**DATA SHOWN:**
#[derive(Debug, Clone, Copy, PartialEq, Eq, Hash, Default)]
pub enum Direction {
    #[default]
    Right,
    Left,
    Down,
    Up,
}

impl Direction {
    pub fn is_horizontal(self) -> bool {
        matches!(self, Direction::Right | Direction::Left)
    }

    fn as_str(self) -> &'static str {
        match self {
            Direction::Right => "RIGHT",
            Direction::Left => "LEFT",
            Direction::Down => "DOWN",
            Direction::Up => "UP",
        }
    }

    fn parse(text: &str) -> Option<Self> {
        match text.trim() {
            "RIGHT" => Some(Direction::Right),
            "LEFT" => Some(Direction::Left),
            "DOWN" => Some(Direction::Down),
            "UP" => Some(Direction::Up),
            _ => None,
        }
    }
}

#[derive(Debug, Clone, Copy, PartialEq)]
pub struct Padding {
    pub top: f64,
    pub left: f64,
    pub bottom: f64,
    pub right: f64,
}

impl Padding {
    pub fn uniform(value: f64) -> Self {
        Self {
            top: value,
            left: value,
            bottom: value,
            right: value,
        }
    }

    fn to_text(self) -> String {
        format!(
            "[top={},left={},bottom={},right={}]",
            fmt_f64(self.top),
            fmt_f64(self.left),
            fmt_f64(self.bottom),
            fmt_f64(self.right)
        )
    }

    fn parse(text: &str) -> Option<Self> {
        let text = text.trim();
        if let Some(v) = parse_f64(text) {
            return Some(Self::uniform(v));
        }
        let inner = text.strip_prefix('[')?.strip_suffix(']')?;
        let mut out = Self::uniform(0.0);
        for part in inner.split(',') {
            let (name, value) = part.split_once('=')?;
            let value = parse_f64(value)?;
            match name.trim() {
                "top" => out.top = value,
                "left" => out.left = value,
                "bottom" => out.bottom = value,
                "right" => out.right = value,
                _ => return None,
            }
        }
        Some(out)
    }
}

impl Default for Padding {
    fn default() -> Self {
        Self::uniform(DEFAULT_PADDING)
    }
}

/// Layout options attached to a single node.
#[derive(Debug, Clone, Default, PartialEq)]
pub struct LayoutOptions {
    /// Layout algorithm; effective default [`Algorithm::Layered`]. Required on the root before
    /// layout.
    pub algorithm: Option<Algorithm>,
    /// Required on the root before layout; effective default [`HierarchyHandling::Inherit`].
    pub hierarchy_handling: Option<HierarchyHandling>,
    /// Effort level of the layered engine; default [`DEFAULT_THOROUGHNESS`].
    pub thoroughness: Option<u32>,
    /// Default: labels keep their position.
    pub node_label_placement: Option<NodeLabelPlacement>,
    /// Default: [`PortLabelPlacement::Outside`].
    pub port_label_placement: Option<PortLabelPlacement>,
    /// Default: `false`.
    pub port_labels_next_to_port: Option<bool>,
    /// Default: fixed size (no constraints).
    pub size_constraints: Option<SizeConstraints>,
    /// Default: none.
    pub minimum_size: Option<Size>,
    /// Inherited; default [`Direction::Right`].
    pub direction: Option<Direction>,
    /// Inherited; default [`DEFAULT_NODE_SPACING`].
    pub node_spacing: Option<f64>,
    /// Inherited; default [`DEFAULT_LAYER_SPACING`].
    pub layer_spacing: Option<f64>,
    /// Inherited; default [`DEFAULT_PADDING`] on every side.
    pub padding: Option<Padding>,
}

impl LayoutOptions {
    pub fn is_empty(&self) -> bool {
        *self == Self::default()
    }

    /// Parses one interchange entry and stores it on `self`.
    pub fn set_entry(&mut self, key: &str, value: &Value) -> Result<OptionKey, OptionError> {
        let Some(option) = OptionKey::resolve(key) else {
            return Err(OptionError::UnknownKey {
                key: key.to_string(),
            });
        };
        let text = value_text(value).ok_or_else(|| invalid(key, value))?;
        let bad = || invalid(key, value);
        match option {
            OptionKey::Algorithm => self.algorithm = Some(Algorithm::parse(&text).ok_or_else(bad)?),
            OptionKey::HierarchyHandling => {
                self.hierarchy_handling = Some(HierarchyHandling::parse(&text).ok_or_else(bad)?)
            }
            OptionKey::Thoroughness => {
                self.thoroughness = Some(text.trim().parse::<u32>().map_err(|_| bad())?)
            }
            OptionKey::NodeLabelPlacement => {
                self.node_label_placement = Some(NodeLabelPlacement::parse(&text).ok_or_else(bad)?)
            }
            OptionKey::PortLabelPlacement => {
                self.port_label_placement = Some(PortLabelPlacement::parse(&text).ok_or_else(bad)?)
            }
            OptionKey::PortLabelsNextToPort => {
                self.port_labels_next_to_port = Some(match text.trim() {
                    "true" => true,
                    "false" => false,
                    _ => return Err(bad()),
                })
            }
            OptionKey::SizeConstraints => {
                self.size_constraints = Some(SizeConstraints::parse(&text).ok_or_else(bad)?)
            }
            OptionKey::MinimumSize => self.minimum_size = Some(parse_vector(&text).ok_or_else(bad)?),
            OptionKey::Direction => self.direction = Some(Direction::parse(&text).ok_or_else(bad)?),
            OptionKey::NodeSpacing => {
                self.node_spacing = Some(parse_non_negative(&text).ok_or_else(bad)?)
            }
            OptionKey::LayerSpacing => {
                self.layer_spacing = Some(parse_non_negative(&text).ok_or_else(bad)?)
            }
            OptionKey::Padding => self.padding = Some(Padding::parse(&text).ok_or_else(bad)?),
        }
        Ok(option)
    }

    /// Builds options from interchange entries; the first bad entry fails the whole map.
    pub fn from_entries<'a>(
        entries: impl IntoIterator<Item = (&'a String, &'a Value)>,
    ) -> Result<Self, OptionError> {
        let mut out = Self::default();
        for (key, value) in entries {
            out.set_entry(key, value)?;
        }
        Ok(out)
    }

    /// Interchange entries for every option that is set, keyed by full key, in a fixed order.
    pub fn to_entries(&self) -> IndexMap<String, Value> {
        let mut out = IndexMap::new();
        let mut put = |key: OptionKey, text: String| {
            out.insert(key.full_key().to_string(), Value::String(text));
        };
        if let Some(v) = self.algorithm {
            put(OptionKey::Algorithm, v.id().to_string());
        }
        if let Some(v) = self.hierarchy_handling {
            put(OptionKey::HierarchyHandling, v.as_str().to_string());
        }
        if let Some(v) = self.thoroughness {
            put(OptionKey::Thoroughness, v.to_string());
        }
        if let Some(v) = self.node_label_placement {
            put(OptionKey::NodeLabelPlacement, format_set(&v.tokens()));
        }
        if let Some(v) = self.port_label_placement {
            put(OptionKey::PortLabelPlacement, v.as_str().to_string());
        }
        if let Some(v) = self.port_labels_next_to_port {
            put(OptionKey::PortLabelsNextToPort, v.to_string());
        }
        if let Some(v) = self.size_constraints {
            put(OptionKey::SizeConstraints, format_set(&v.tokens()));
        }
        if let Some(v) = self.minimum_size {
            put(
                OptionKey::MinimumSize,
                format!("({},{})", fmt_f64(v.width), fmt_f64(v.height)),
            );
        }
        if let Some(v) = self.direction {
            put(OptionKey::Direction, v.as_str().to_string());
        }
        if let Some(v) = self.node_spacing {
            put(OptionKey::NodeSpacing, fmt_f64(v));
        }
        if let Some(v) = self.layer_spacing {
            put(OptionKey::LayerSpacing, fmt_f64(v));
        }
        if let Some(v) = self.padding {
            put(OptionKey::Padding, v.to_text());
        }
        out
    }
}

**YOUR INSTRUCTIONS:** If a line in the records contains the word "Result", copy it out.

**TASK RESPONSE:**
    pub fn set_entry(&mut self, key: &str, value: &Value) -> Result<OptionKey, OptionError> {
    ) -> Result<Self, OptionError> {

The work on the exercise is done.